___ Data records ___

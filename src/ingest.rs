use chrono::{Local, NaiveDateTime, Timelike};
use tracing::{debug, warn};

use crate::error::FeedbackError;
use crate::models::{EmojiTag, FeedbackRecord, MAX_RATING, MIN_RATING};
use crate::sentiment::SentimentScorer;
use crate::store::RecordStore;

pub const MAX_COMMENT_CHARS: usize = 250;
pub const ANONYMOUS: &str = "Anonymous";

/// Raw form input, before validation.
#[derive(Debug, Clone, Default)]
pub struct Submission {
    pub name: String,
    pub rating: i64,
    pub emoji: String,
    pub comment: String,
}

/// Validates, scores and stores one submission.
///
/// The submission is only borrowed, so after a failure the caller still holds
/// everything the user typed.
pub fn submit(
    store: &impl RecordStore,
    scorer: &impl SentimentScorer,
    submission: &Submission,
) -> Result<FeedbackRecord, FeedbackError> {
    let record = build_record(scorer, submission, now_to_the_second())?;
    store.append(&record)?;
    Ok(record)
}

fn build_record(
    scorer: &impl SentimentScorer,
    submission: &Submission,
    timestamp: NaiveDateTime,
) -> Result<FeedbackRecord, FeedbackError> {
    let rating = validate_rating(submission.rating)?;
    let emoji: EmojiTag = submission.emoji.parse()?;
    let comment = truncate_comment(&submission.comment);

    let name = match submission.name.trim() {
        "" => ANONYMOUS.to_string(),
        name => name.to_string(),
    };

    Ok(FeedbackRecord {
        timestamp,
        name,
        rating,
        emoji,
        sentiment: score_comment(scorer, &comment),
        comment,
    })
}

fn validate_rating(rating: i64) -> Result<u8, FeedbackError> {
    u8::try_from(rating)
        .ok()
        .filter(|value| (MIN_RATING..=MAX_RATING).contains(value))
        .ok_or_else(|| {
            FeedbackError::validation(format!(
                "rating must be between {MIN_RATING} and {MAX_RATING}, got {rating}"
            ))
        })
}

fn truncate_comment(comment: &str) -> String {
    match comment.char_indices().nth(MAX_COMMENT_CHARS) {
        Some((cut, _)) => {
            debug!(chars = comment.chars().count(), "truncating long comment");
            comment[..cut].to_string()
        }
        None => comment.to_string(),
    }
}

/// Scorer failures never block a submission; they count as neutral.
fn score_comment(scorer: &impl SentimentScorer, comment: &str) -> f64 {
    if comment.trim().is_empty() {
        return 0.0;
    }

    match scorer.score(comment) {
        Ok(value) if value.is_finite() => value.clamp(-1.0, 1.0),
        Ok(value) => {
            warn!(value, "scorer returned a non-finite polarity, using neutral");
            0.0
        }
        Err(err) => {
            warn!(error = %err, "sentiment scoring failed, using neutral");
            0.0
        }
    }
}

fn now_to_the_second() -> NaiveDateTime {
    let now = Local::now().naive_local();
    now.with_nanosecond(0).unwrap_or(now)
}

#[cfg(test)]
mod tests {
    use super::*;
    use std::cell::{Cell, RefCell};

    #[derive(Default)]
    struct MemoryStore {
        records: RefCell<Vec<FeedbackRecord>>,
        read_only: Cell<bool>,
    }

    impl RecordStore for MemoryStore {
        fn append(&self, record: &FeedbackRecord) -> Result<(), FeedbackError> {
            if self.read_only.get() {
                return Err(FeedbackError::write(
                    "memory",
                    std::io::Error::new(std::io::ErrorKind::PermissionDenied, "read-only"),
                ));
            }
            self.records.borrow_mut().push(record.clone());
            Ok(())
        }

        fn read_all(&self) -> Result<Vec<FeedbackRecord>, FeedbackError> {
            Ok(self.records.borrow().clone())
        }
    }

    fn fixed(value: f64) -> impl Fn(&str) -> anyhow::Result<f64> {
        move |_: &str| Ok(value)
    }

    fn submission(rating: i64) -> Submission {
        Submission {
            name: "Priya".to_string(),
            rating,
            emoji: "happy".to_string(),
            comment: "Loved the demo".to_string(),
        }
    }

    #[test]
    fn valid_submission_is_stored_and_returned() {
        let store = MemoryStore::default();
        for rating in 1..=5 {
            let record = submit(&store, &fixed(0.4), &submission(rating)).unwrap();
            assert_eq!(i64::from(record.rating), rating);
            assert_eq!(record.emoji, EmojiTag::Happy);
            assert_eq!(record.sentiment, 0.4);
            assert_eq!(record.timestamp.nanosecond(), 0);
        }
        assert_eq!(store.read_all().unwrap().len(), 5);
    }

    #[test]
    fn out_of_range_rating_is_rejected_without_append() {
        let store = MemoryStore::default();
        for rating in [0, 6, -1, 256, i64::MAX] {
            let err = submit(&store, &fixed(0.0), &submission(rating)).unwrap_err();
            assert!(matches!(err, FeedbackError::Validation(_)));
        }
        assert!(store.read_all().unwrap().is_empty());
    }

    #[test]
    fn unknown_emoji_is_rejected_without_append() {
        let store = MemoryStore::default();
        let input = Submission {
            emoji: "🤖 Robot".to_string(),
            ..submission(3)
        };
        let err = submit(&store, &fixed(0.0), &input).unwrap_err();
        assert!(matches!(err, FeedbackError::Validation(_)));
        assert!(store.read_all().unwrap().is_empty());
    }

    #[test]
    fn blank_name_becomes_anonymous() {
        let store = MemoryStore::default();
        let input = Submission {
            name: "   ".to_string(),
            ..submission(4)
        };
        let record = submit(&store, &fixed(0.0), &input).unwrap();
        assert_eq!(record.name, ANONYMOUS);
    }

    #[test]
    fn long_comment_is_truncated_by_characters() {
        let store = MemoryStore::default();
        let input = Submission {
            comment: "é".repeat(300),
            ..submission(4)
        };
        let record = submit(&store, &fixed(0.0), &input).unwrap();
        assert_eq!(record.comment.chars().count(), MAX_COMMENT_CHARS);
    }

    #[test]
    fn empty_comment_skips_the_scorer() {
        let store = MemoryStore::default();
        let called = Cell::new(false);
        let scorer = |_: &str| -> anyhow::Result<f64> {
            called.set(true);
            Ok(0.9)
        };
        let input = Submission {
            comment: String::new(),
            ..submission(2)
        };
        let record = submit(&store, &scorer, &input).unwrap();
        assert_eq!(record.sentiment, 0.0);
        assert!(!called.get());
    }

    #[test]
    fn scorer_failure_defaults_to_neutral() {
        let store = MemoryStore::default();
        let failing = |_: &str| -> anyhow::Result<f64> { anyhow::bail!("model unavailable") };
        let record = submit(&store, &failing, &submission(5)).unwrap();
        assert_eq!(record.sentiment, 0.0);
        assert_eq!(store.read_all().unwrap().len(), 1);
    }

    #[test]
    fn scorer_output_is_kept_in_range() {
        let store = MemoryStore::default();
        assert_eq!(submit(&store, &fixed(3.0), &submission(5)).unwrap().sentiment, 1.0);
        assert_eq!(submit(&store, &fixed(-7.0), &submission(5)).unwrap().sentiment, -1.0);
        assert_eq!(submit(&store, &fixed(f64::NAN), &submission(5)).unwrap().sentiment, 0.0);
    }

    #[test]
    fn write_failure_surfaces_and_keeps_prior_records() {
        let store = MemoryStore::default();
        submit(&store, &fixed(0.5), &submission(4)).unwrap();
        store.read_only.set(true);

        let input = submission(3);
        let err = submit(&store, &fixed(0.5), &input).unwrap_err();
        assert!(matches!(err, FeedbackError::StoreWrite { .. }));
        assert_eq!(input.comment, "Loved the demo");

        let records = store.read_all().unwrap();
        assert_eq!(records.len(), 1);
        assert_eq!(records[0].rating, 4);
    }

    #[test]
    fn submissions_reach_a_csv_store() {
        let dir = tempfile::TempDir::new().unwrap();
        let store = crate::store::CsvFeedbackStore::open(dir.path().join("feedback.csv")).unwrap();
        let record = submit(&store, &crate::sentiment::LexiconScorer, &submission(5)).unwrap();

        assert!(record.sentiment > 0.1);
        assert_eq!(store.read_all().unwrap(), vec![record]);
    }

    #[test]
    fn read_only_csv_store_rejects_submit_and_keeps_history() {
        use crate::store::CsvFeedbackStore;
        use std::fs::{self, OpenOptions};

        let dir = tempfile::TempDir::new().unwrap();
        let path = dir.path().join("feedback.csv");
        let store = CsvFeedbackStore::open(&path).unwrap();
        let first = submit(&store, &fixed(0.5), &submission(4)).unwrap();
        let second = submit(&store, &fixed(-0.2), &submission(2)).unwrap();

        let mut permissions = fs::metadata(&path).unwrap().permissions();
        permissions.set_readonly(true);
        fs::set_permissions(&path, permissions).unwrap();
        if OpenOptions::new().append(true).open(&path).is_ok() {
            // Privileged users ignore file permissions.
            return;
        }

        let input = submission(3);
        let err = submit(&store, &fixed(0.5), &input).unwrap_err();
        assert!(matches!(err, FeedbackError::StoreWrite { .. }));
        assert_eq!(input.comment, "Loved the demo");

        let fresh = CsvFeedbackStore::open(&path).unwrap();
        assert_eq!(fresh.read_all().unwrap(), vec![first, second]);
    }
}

___

If a line in the entries above contains "path", report it.

        let store = crate::store::CsvFeedbackStore::open(dir.path().join("feedback.csv")).unwrap();
        let path = dir.path().join("feedback.csv");
        let store = CsvFeedbackStore::open(&path).unwrap();
        let mut permissions = fs::metadata(&path).unwrap().permissions();
        fs::set_permissions(&path, permissions).unwrap();
        if OpenOptions::new().append(true).open(&path).is_ok() {
        let fresh = CsvFeedbackStore::open(&path).unwrap();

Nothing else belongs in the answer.